Some are faster to work with (for the CPU or the GPU) than others. Some types
of VRAM might not be directly addressable by the CPU. Memory may or may not
be cache coherent - a distinction which requires careful programming to
avoid data corruption and performance problems. And graphical applications
may want to work with much larger amounts of video memory than can be made
visible to the GPU at any given time.
All of this presents a memory management problem which, while being similar
to the management needs of system RAM, has its own special constraints. So
the graphics developers have been saying for years that Linux needs a
proper manager for GPU-accessible memory. But, for years, we have done
without that memory manager, with the result that this management task has
been performed by an ugly combination of code in the X server, the kernel,
and, often, in proprietary drivers.
Happily, it would appear that those days are coming to an end, thanks to
the creation of the translation-table maps (TTM) module written primarily
by Thomas Hellstrom, Eric Anholt, and Dave Airlie. The TTM code provides a
general-purpose memory manager aimed at the needs of GPUs and graphical
The core object managed by TTM, from the point of view of user space, is
the "buffer object." A buffer object is a chunk of memory allocated by an
application, and possibly shared among a number of different applications.
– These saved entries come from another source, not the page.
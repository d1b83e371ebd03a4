use std::collections::TryReserveError;

use crate::{Color, GameConfig, Move, Piece, PieceKind};

/// Copying a board failed because the allocator couldn't provide room for the squares
#[derive(Debug, thiserror::Error)]
#[error("failed to allocate a copy of a board with {squares} squares")]
pub struct DuplicateError {
    squares: usize,
    #[source]
    source: TryReserveError,
}

/// A rectangular board storing one optional piece per square
///
/// Squares are stored row-major starting from the top rank, so index 0 is the square at file 0
/// of rank `height - 1`. Ranks count upwards from white's side of the board:
/// ```text
/// index = (height - 1 - rank) * width + file
/// ```
/// Every rule uses this same conversion through [`Board::index_of`] and [`Board::file_rank`].
#[derive(Clone, Debug, PartialEq, Eq)]
pub struct Board {
    width: usize,
    height: usize,
    squares: Vec<Option<Piece>>,
}

impl Board {
    /// A board of the given size with no pieces on it
    pub fn new(width: usize, height: usize) -> Self {
        debug_assert!(width > 0 && height > 0, "boards must have at least one square");
        Self {
            width,
            height,
            squares: vec![None; width * height],
        }
    }

    /// An empty board sized for the given variant
    pub fn from_config(config: GameConfig) -> Self {
        Self::new(config.width, config.height)
    }

    pub const fn width(&self) -> usize {
        self.width
    }

    pub const fn height(&self) -> usize {
        self.height
    }

    /// The dimensions of this board as a variant description
    pub const fn config(&self) -> GameConfig {
        GameConfig::new(self.width, self.height)
    }

    /// The number of squares on the board
    pub fn square_count(&self) -> usize {
        self.squares.len()
    }

    /// The piece on the given square
    ///
    /// Returns `None` for an empty square, and also for an index past the end of the board.
    pub fn get(&self, index: usize) -> Option<Piece> {
        self.squares.get(index).copied().flatten()
    }

    /// Put a piece on (or, with `None`, clear) the given square
    ///
    /// # Panics
    /// If the index is not on the board.
    pub fn set(&mut self, index: usize, piece: Option<Piece>) {
        self.squares[index] = piece;
    }

    /// Whether the index names a square of this board
    pub fn contains(&self, index: usize) -> bool {
        index < self.squares.len()
    }

    /// Convert the `(file, rank)` pair into a square index
    pub const fn index_of(&self, file: usize, rank: usize) -> usize {
        debug_assert!(file < self.width && rank < self.height);
        (self.height - 1 - rank) * self.width + file
    }

    /// Like [`Board::index_of`], but returns `None` for coordinates off the board
    pub fn checked_index_of(&self, file: isize, rank: isize) -> Option<usize> {
        let file = usize::try_from(file).ok()?;
        let rank = usize::try_from(rank).ok()?;
        (file < self.width && rank < self.height).then(|| self.index_of(file, rank))
    }

    /// Convert a square index into its `(file, rank)` pair
    ///
    /// # Panics
    ///
    /// The index must be on the board; see [`Board::contains`].
    pub const fn file_rank(&self, index: usize) -> (usize, usize) {
        (index % self.width, self.height - 1 - index / self.width)
    }

    /// Whether the square is a light one
    ///
    /// The colouring is a checkerboard anchored at index 0 (the top-left square), which is light.
    /// On the standard board this gives the usual colours, with a1 dark and h1 light.
    pub const fn is_light(&self, index: usize) -> bool {
        (index % self.width + index / self.width) % 2 == 0
    }

    /// The rank on which a pawn of the given colour promotes
    pub const fn last_rank(&self, color: Color) -> usize {
        match color {
            Color::White => self.height - 1,
            Color::Black => 0,
        }
    }

    /// The rank from which a pawn of the given colour may advance two squares
    pub const fn pawn_start_rank(&self, color: Color) -> usize {
        match color {
            Color::White => 1,
            Color::Black => self.height.saturating_sub(2),
        }
    }

    /// An iterator over every occupied square and the piece on it, in index order
    pub fn pieces(&self) -> impl Iterator<Item = (usize, Piece)> + '_ {
        self.squares
            .iter()
            .enumerate()
            .filter_map(|(index, square)| square.map(|piece| (index, piece)))
    }

    /// An iterator over the squares holding pieces of the given colour, in index order
    pub fn pieces_of(&self, color: Color) -> impl Iterator<Item = (usize, Piece)> + '_ {
        self.pieces().filter(move |(_, piece)| piece.color == color)
    }

    /// The square of the first king of the given colour, if there is one
    pub fn king_square(&self, color: Color) -> Option<usize> {
        self.pieces_of(color)
            .find(|(_, piece)| piece.kind == PieceKind::King)
            .map(|(index, _)| index)
    }

    /// Make a deep copy of this board
    ///
    /// Unlike [`Clone`], this reports allocation failure instead of aborting, so callers that
    /// copy boards for simulation can hand the failure back up.
    pub fn duplicate(&self) -> Result<Self, DuplicateError> {
        let mut squares = Vec::new();
        squares
            .try_reserve_exact(self.squares.len())
            .map_err(|source| DuplicateError {
                squares: self.squares.len(),
                source,
            })?;
        squares.extend_from_slice(&self.squares);
        Ok(Self {
            width: self.width,
            height: self.height,
            squares,
        })
    }

    /// Make the given move, in place, without checking that it's legal
    ///
    /// * The moving piece replaces whatever was on the target square and the source is emptied.
    /// * A pawn landing on its last rank becomes the requested promotion, or a queen if none (or
    ///   a kind pawns can't promote into) was given.
    /// * A king moving two files along its rank castles: if a rook of its colour is in the corner
    ///   on that side, the rook lands on the square the king passed over.
    ///
    /// Moving from an empty square does nothing.
    pub fn play(&mut self, mv: Move) {
        let Some(piece) = self.get(mv.source) else {
            return;
        };
        let (source_file, source_rank) = self.file_rank(mv.source);
        let (target_file, target_rank) = self.file_rank(mv.target);

        let placed = if piece.kind == PieceKind::Pawn && target_rank == self.last_rank(piece.color)
        {
            let kind = mv
                .promotion
                .filter(|kind| kind.is_promotable())
                .unwrap_or(PieceKind::Queen);
            Piece::new(kind, piece.color)
        } else {
            piece
        };

        if piece.kind == PieceKind::King
            && source_rank == target_rank
            && source_file.abs_diff(target_file) == 2
        {
            let (rook_file, crossed_file) = if target_file > source_file {
                (self.width - 1, source_file + 1)
            } else {
                (0, source_file - 1)
            };
            let rook = Piece::new(PieceKind::Rook, piece.color);
            let rook_square = self.index_of(rook_file, source_rank);
            if self.get(rook_square) == Some(rook) {
                self.set(rook_square, None);
                self.set(self.index_of(crossed_file, source_rank), Some(rook));
            }
        }

        self.set(mv.target, Some(placed));
        self.set(mv.source, None);
    }
}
It contains a region of memory which, at some point, may be operated on by
the GPU. A buffer object is guaranteed not to vanish as long as some
application maintains a reference to it, but the location of that buffer is
subject to change.
Once an application creates a buffer object, it can map that object into
its address space. Depending on where the buffer is currently located,
this mapping may require relocating the buffer into a type of memory which
is addressable by the CPU (more accurately, a page fault when the
application tries to access the mapped buffer would force that move).
Cache coherency issues must be handled as well, of course.
There will come a time when this buffer must be made available to the GPU
for some sort of operation. The TTM layer provides a special "validate"
ioctl() to prepare buffers for processing; validating a buffer
could, again, involve moving it or setting up a GART mapping for it. The
address by which the GPU will access the buffer will not be known until it
is validated; after validation, the buffer will not be moved out of the
GPU's address space until it is no longer being operated on.
That means that the kernel has to know when processing on a given buffer
has completed; applications, too, need to know that.
To this end, the TTM layer provides "fence" objects. A fence is
a special operation which is placed into the GPU's command FIFO. When the
fence is executed, it raises a signal to indicate that all instructions
enqueued before the fence have now been executed, and that the GPU will no
longer be accessing any associated buffers. How the signaling works is
very much dependent on the GPU; it could raise an interrupt or simply write
a value to a special memory location. When a fence signals, any associated
buffers are marked as no longer being referenced by the GPU, and any
interested user-space processes are notified.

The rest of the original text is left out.